Exercise
Whenever a line in the records below holds the string "SignerRole", copy it out.

*****

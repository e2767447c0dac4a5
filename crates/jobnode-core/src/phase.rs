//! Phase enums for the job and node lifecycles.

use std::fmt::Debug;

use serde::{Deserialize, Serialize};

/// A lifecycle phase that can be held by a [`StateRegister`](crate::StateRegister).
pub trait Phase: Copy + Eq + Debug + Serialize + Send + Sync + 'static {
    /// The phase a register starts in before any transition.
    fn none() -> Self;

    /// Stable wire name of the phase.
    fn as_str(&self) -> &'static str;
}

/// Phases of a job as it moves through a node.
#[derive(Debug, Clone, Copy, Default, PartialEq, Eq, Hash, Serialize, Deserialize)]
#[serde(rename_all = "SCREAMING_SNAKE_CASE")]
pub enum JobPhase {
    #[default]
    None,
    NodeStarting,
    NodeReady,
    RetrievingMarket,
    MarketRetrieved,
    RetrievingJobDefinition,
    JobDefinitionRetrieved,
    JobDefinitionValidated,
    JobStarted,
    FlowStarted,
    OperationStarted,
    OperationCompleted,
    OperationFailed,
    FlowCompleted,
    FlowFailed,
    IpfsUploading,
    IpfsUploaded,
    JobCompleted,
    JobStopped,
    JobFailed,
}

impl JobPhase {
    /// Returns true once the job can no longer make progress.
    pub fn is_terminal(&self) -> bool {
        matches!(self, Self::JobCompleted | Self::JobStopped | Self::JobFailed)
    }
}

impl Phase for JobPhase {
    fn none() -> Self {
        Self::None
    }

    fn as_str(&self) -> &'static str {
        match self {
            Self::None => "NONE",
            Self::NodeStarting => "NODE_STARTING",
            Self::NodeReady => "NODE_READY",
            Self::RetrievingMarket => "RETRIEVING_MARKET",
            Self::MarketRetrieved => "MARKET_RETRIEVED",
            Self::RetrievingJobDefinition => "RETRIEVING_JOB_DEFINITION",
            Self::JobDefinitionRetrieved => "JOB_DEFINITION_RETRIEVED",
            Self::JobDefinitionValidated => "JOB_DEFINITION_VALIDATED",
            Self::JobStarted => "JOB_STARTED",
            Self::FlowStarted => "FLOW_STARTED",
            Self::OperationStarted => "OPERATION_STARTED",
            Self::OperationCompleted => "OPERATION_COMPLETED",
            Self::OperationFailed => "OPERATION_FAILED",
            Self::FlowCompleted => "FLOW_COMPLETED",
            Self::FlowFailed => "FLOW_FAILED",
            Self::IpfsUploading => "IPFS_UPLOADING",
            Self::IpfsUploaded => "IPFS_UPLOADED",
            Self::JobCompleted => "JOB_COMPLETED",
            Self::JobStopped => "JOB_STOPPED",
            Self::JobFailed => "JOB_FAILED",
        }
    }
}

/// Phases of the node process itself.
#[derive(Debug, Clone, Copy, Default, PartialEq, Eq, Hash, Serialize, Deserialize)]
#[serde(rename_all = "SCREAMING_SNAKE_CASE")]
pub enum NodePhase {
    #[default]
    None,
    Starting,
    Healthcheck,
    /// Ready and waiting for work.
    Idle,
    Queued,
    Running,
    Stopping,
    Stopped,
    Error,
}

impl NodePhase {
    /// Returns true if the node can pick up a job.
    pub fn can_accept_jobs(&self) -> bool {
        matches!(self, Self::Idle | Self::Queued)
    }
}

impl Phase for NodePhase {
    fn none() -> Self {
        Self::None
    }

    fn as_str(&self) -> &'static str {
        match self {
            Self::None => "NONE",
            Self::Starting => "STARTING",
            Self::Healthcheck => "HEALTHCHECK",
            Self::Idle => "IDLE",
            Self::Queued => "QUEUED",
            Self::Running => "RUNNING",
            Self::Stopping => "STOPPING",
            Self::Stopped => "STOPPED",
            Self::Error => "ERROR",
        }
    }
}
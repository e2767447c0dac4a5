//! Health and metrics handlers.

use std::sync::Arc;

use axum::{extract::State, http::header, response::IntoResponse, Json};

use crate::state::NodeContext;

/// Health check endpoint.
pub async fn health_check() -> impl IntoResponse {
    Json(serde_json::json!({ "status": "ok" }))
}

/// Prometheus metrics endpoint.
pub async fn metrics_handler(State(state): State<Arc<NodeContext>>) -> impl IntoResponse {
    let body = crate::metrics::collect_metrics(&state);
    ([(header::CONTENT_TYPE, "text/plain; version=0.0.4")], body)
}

*****

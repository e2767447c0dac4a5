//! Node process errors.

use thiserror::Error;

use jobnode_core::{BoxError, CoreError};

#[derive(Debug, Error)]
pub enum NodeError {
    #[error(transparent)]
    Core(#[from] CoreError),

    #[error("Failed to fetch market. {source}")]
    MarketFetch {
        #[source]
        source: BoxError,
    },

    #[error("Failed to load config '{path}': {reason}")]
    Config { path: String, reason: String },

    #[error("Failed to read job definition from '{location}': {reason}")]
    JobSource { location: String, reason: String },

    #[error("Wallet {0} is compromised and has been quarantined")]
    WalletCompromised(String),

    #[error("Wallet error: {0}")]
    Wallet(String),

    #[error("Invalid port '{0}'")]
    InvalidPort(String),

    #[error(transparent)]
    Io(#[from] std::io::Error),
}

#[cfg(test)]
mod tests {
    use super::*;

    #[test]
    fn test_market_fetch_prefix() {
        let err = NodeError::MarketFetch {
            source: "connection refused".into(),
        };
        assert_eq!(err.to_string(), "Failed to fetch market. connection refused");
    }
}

*****

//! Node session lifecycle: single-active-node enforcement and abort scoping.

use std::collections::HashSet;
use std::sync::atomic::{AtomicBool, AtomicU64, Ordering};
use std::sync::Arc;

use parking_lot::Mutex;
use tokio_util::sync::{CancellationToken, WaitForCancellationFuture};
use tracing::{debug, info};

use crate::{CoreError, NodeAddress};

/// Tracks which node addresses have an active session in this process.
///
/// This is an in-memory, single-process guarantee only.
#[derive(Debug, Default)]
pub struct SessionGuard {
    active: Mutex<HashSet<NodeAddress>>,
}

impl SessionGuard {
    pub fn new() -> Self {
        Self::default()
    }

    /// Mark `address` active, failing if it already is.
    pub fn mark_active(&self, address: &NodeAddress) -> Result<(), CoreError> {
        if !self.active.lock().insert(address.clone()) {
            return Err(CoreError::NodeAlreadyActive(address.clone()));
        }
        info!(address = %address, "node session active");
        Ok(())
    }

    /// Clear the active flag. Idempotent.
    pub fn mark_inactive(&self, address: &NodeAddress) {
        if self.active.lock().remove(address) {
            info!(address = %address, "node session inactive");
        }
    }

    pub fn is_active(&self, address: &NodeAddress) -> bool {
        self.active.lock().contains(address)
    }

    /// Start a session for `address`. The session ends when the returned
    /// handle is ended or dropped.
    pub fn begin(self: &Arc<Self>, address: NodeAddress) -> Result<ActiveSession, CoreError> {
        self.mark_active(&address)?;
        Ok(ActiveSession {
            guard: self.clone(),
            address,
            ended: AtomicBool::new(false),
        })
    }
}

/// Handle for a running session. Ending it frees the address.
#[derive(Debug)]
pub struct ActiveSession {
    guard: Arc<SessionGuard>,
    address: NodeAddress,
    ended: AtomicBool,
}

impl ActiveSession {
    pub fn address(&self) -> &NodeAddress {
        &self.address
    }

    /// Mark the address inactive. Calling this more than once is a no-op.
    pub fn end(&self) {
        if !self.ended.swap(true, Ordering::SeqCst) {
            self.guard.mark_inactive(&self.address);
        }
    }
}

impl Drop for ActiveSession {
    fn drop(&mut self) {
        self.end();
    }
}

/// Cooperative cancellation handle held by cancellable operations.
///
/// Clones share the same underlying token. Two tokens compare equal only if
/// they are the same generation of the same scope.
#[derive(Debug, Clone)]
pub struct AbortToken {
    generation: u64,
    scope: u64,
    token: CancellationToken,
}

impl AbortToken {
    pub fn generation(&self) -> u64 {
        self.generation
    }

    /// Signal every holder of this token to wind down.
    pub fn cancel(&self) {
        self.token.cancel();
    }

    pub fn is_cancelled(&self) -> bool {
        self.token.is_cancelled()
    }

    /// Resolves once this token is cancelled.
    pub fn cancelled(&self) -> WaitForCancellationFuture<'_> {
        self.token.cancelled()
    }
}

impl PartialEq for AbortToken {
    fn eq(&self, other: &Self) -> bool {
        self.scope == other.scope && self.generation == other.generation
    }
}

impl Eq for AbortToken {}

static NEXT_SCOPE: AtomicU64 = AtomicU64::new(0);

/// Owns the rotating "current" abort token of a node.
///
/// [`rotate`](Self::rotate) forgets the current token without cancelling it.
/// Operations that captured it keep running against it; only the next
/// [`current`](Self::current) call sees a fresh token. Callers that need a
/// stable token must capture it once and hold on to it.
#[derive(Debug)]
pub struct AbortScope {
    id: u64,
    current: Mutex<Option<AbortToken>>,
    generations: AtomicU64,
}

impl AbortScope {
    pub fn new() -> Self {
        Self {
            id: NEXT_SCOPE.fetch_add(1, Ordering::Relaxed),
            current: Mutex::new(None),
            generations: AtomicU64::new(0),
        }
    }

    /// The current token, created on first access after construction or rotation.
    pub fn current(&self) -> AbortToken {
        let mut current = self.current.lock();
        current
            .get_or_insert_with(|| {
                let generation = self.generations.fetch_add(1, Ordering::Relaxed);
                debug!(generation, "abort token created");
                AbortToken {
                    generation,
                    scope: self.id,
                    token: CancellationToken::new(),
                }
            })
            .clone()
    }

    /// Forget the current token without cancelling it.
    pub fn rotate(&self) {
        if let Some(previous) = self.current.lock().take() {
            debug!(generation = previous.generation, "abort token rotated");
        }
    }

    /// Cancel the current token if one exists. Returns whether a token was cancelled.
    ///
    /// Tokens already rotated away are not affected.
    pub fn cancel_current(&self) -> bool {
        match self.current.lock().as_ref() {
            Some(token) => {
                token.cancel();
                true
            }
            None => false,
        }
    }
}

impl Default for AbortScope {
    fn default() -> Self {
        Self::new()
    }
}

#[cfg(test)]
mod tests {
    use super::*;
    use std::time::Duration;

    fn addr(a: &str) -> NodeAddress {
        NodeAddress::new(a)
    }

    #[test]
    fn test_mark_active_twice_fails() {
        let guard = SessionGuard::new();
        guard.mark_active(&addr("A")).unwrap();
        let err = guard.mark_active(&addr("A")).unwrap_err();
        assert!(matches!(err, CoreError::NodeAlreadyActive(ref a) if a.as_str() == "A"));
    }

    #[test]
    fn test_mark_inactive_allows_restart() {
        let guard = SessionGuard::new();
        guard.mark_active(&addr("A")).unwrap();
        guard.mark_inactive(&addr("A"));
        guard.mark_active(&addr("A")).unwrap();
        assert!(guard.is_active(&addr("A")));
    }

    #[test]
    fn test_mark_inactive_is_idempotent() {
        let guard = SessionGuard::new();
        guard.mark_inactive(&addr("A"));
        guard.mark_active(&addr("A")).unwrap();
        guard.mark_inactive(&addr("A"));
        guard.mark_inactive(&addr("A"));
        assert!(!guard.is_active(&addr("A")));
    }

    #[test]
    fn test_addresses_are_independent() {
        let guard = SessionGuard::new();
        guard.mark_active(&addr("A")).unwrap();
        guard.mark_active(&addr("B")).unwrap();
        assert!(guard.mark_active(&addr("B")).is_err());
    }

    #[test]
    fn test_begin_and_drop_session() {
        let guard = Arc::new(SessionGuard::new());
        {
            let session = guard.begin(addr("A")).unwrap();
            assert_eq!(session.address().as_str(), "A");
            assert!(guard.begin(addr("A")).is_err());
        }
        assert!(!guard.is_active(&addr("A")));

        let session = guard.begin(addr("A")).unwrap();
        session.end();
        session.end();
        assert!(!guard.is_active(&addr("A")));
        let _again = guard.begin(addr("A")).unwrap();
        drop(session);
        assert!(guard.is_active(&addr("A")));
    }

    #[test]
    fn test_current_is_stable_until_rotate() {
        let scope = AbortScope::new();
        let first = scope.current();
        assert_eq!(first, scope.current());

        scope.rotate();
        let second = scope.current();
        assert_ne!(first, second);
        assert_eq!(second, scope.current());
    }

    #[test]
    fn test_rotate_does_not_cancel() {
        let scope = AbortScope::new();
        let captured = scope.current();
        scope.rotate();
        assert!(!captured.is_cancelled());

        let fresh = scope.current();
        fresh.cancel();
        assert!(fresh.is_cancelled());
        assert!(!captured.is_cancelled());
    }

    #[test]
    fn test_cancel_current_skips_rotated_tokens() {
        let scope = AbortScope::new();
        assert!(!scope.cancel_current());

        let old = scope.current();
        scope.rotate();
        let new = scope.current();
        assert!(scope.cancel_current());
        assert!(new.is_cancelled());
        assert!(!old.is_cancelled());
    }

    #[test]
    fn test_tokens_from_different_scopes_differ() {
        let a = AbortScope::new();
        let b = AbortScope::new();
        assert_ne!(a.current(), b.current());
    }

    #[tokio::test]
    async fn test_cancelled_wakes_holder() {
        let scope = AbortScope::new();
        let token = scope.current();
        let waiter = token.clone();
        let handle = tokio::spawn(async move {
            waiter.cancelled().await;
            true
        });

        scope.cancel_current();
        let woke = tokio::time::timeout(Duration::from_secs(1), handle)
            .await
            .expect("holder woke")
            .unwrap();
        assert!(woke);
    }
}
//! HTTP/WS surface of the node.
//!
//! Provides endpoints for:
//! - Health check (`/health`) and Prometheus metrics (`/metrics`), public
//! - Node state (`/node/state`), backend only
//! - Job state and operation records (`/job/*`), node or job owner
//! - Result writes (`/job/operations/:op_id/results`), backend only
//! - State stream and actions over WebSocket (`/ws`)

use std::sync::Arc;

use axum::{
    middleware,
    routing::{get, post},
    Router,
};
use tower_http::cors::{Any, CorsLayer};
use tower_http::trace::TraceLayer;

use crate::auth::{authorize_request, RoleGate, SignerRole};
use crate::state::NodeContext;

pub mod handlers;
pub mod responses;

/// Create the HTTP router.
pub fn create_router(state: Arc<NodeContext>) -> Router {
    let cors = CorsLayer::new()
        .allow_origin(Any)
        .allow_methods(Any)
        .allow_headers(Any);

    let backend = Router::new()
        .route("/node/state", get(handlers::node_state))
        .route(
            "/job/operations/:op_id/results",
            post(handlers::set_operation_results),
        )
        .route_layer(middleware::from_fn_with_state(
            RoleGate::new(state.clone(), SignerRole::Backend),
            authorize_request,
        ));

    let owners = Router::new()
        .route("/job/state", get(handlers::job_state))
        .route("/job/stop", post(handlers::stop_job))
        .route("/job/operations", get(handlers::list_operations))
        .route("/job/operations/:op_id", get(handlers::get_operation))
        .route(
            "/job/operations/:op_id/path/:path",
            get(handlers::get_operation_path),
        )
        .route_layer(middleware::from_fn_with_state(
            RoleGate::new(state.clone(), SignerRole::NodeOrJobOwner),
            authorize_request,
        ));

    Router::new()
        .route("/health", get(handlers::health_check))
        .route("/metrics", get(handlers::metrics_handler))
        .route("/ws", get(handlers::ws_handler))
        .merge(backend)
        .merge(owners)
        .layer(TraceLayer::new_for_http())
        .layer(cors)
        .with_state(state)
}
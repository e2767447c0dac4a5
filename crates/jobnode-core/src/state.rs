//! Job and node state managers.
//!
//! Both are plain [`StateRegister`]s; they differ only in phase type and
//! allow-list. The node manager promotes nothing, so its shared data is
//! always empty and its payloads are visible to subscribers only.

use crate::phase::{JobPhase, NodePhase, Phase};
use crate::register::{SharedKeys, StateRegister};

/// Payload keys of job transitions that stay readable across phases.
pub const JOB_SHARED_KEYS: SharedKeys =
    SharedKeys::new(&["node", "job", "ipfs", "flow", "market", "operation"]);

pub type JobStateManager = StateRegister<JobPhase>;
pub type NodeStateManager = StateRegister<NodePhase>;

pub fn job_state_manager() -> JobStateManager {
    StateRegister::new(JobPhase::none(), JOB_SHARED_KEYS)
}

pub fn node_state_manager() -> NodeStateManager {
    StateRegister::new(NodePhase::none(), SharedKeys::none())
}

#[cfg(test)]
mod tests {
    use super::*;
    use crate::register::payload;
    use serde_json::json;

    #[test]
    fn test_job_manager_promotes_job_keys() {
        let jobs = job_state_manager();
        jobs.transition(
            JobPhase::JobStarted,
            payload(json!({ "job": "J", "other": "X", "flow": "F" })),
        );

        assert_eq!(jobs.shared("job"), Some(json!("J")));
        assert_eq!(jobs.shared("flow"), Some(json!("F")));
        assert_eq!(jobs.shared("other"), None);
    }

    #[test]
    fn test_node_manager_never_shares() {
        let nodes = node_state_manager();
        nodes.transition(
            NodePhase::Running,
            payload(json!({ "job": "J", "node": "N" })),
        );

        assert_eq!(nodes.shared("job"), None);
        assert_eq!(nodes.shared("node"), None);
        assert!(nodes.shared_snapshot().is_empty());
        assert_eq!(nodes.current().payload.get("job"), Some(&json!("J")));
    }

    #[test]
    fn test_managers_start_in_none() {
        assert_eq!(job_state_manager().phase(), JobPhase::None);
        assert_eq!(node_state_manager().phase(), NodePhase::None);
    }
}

*****

The completed task
use crate::auth::{authorize_request, RoleGate, SignerRole};
            RoleGate::new(state.clone(), SignerRole::Backend),
            RoleGate::new(state.clone(), SignerRole::NodeOrJobOwner),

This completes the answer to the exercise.